Couldn't find any valueable answers on this question: Its a pretty basic ajax form process handler:
$(document).ready(function(){
});
function functionToUpdate(id)
{
var data = $('form').serialize();
$('form').unbind('submit');
$.ajax({
url: "Blahblah.php",
type: 'POST',
data: data,
dataType:"json",
beforeSend: function() {
},
success: function(msg)
{
},
error: function(XMLHttpRequest, textStatus, errorThrown) {
alert(req.responseText);
}
});
return false;
}
Works fine to update stuff in the mysql database. (This is a php file) I check in the php file the values , with different checks as isset($Post) etc.
So for example:
if(isset($_POST['submit']))
{
//do stuff here if button is clicked
}
else{
// play a nice error message
}
How to get this info from the url displayed in the ajax's succes part? something like this: (For example)
success: function(msg)
{
if(post = true)
{
$('#succesfull').html("Succesfull query").fadeIn(800)
}
else
{
$('#fault').html("U didn't fill stuff in, failed!").fadeIn(800)
}
},
For example this upset. But i just can't get this data from the focused url.
all help is appriciated.
You need to process the output of Blahblah.php retuned as msg.
success: function(msg)
{
if(msg=='xxxx'){
//Do stuff
}
},
Edit:
I think you may have misunderstood the meaning of success: in the ajax call. This is indicating the called page loaded successfully.

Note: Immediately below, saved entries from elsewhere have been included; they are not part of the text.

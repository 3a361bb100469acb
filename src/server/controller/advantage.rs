use axum::{
    extract::{Multipart, Path, State},
    http::StatusCode,
    response::{IntoResponse, Response},
    Json,
};

use crate::{
    model::{advantage::AdvantageDto, api::ErrorDto},
    server::{
        error::{advantage::AdvantageError, Error},
        model::{advantage::NewAdvantage, app::AppState},
        service::advantage::AdvantageService,
    },
};

/// OpenAPI tag for the advantage routes
pub static ADVANTAGE_TAG: &str = "advantage";

/// The known multipart form fields of a create request, each optional
/// until checked.
#[derive(Default)]
struct AdvantageForm {
    title: Option<String>,
    description: Option<String>,
    coins: Option<String>,
    enterprise_id: Option<String>,
    image: Option<Vec<u8>>,
}

impl AdvantageForm {
    /// Drain the multipart stream into the known form fields, ignoring
    /// parts with any other name.
    async fn read(mut multipart: Multipart) -> Result<Self, Error> {
        let mut form = Self::default();

        while let Some(field) = multipart.next_field().await? {
            match field.name() {
                Some("title") => form.title = Some(field.text().await?),
                Some("description") => form.description = Some(field.text().await?),
                Some("coins") => form.coins = Some(field.text().await?),
                Some("enterprise_id") => form.enterprise_id = Some(field.text().await?),
                Some("image") => form.image = Some(field.bytes().await?.to_vec()),
                _ => {}
            }
        }

        Ok(form)
    }
}

/// Publish a new advantage offer
///
/// Accepts a multipart form with `title`, `description`, `coins`,
/// `enterprise_id`, and a binary `image` part. The image must be attached;
/// the request is rejected before any business rule runs without it.
///
/// # Responses
/// - 201 (Created): The stored advantage record
/// - 400 (Bad Request): Missing image, malformed field, unknown enterprise,
///   or a storage failure
#[utoipa::path(
    post,
    path = "/advantages",
    tag = ADVANTAGE_TAG,
    responses(
        (status = 201, description = "Advantage created", body = AdvantageDto),
        (status = 400, description = "Missing image, invalid field, or storage failure", body = ErrorDto)
    ),
)]
pub async fn create_advantage(
    State(state): State<AppState>,
    multipart: Multipart,
) -> Result<impl IntoResponse, Error> {
    let advantage_service = AdvantageService::new(&state.db);

    let form = AdvantageForm::read(multipart).await?;

    let Some(image) = form.image else {
        return Err(AdvantageError::ImageRequired.into());
    };

    let data = NewAdvantage {
        title: form.title.ok_or(AdvantageError::MissingField("title"))?,
        description: form
            .description
            .ok_or(AdvantageError::MissingField("description"))?,
        coins: form.coins.ok_or(AdvantageError::MissingField("coins"))?,
        enterprise_id: form
            .enterprise_id
            .ok_or(AdvantageError::MissingField("enterprise_id"))?,
        image,
    };

    let advantage = advantage_service.create(data).await?;

    Ok((StatusCode::CREATED, Json(AdvantageDto::from(advantage))).into_response())
}

/// List every published advantage
///
/// # Responses
/// - 200 (OK): All stored advantages
/// - 400 (Bad Request): A storage failure
#[utoipa::path(
    get,
    path = "/advantages",
    tag = ADVANTAGE_TAG,
    responses(
        (status = 200, description = "All advantages", body = Vec<AdvantageDto>),
        (status = 400, description = "Storage failure", body = ErrorDto)
    ),
)]
pub async fn list_all_advantages(
    State(state): State<AppState>,
) -> Result<impl IntoResponse, Error> {
    let advantage_service = AdvantageService::new(&state.db);

    let advantages = advantage_service.list_all().await?;

    let dtos: Vec<AdvantageDto> = advantages.into_iter().map(AdvantageDto::from).collect();

    Ok((StatusCode::OK, Json(dtos)).into_response())
}

/// List the advantages published by one enterprise
///
/// The identifier is parsed here; a malformed identifier is rejected
/// before the service is invoked. Any failure past parsing, including a
/// storage failure, is reported as 404 — a compatibility contract with
/// existing consumers of this route.
///
/// # Responses
/// - 200 (OK): The enterprise's advantages
/// - 400 (Bad Request): The identifier is not an integer
/// - 404 (Not Found): Unknown enterprise or a downstream failure
#[utoipa::path(
    get,
    path = "/advantages/enterprise/{enterprise_id}",
    tag = ADVANTAGE_TAG,
    params(
        ("enterprise_id" = String, Path, description = "Enterprise identifier")
    ),
    responses(
        (status = 200, description = "Advantages for the enterprise", body = Vec<AdvantageDto>),
        (status = 400, description = "Identifier is not an integer", body = ErrorDto),
        (status = 404, description = "Unknown enterprise or downstream failure", body = ErrorDto)
    ),
)]
pub async fn list_advantages_by_enterprise(
    State(state): State<AppState>,
    Path(enterprise_id): Path<String>,
) -> Response {
    let advantage_service = AdvantageService::new(&state.db);

    let Ok(enterprise_id) = enterprise_id.parse::<i32>() else {
        return (
            StatusCode::BAD_REQUEST,
            Json(ErrorDto {
                error: "Invalid enterprise ID".to_string(),
            }),
        )
            .into_response();
    };

    match advantage_service.list_by_enterprise(enterprise_id).await {
        Ok(advantages) => {
            let dtos: Vec<AdvantageDto> =
                advantages.into_iter().map(AdvantageDto::from).collect();

            (StatusCode::OK, Json(dtos)).into_response()
        }
        Err(err) => (
            StatusCode::NOT_FOUND,
            Json(ErrorDto {
                error: err.to_string(),
            }),
        )
            .into_response(),
    }
}

/// List every advantage visible to a student of one institution
///
/// Returns the union of advantages across all enterprises affiliated with
/// the institution.
///
/// # Responses
/// - 200 (OK): The advantages visible to the student
/// - 400 (Bad Request): Malformed identifier or a storage failure
#[utoipa::path(
    get,
    path = "/advantages/student/{institution_id}",
    tag = ADVANTAGE_TAG,
    params(
        ("institution_id" = String, Path, description = "Institution identifier")
    ),
    responses(
        (status = 200, description = "Advantages visible to the student", body = Vec<AdvantageDto>),
        (status = 400, description = "Malformed identifier or storage failure", body = ErrorDto)
    ),
)]
pub async fn list_advantages_for_student(
    State(state): State<AppState>,
    Path(institution_id): Path<String>,
) -> Result<impl IntoResponse, Error> {
    let advantage_service = AdvantageService::new(&state.db);

    let institution_id: i32 = institution_id
        .trim()
        .parse()
        .map_err(|_| AdvantageError::InvalidInstitutionId(institution_id.clone()))?;

    let advantages = advantage_service.list_for_student(institution_id).await?;

    let dtos: Vec<AdvantageDto> = advantages.into_iter().map(AdvantageDto::from).collect();

    Ok((StatusCode::OK, Json(dtos)).into_response())
}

Take a look at .ajax. For this case it may be simpler to use $.post
or even $.getJSON
If you use JSON the output of Blahblah.php must be json_encode.
Edit:
To return the html output of Blahblah.php try something like:
<?php
//must be before any output
ob_start();
//php code
$output = ob_get_contents();
$return['data'] = utf8_encode($output);
ob_end_clean();
echo json_encode($return);
?>
Then in jQuery
$.post("Blahblah.php", data, function(msg)
{
$('#succesfull').html(msg.data);
}, "json");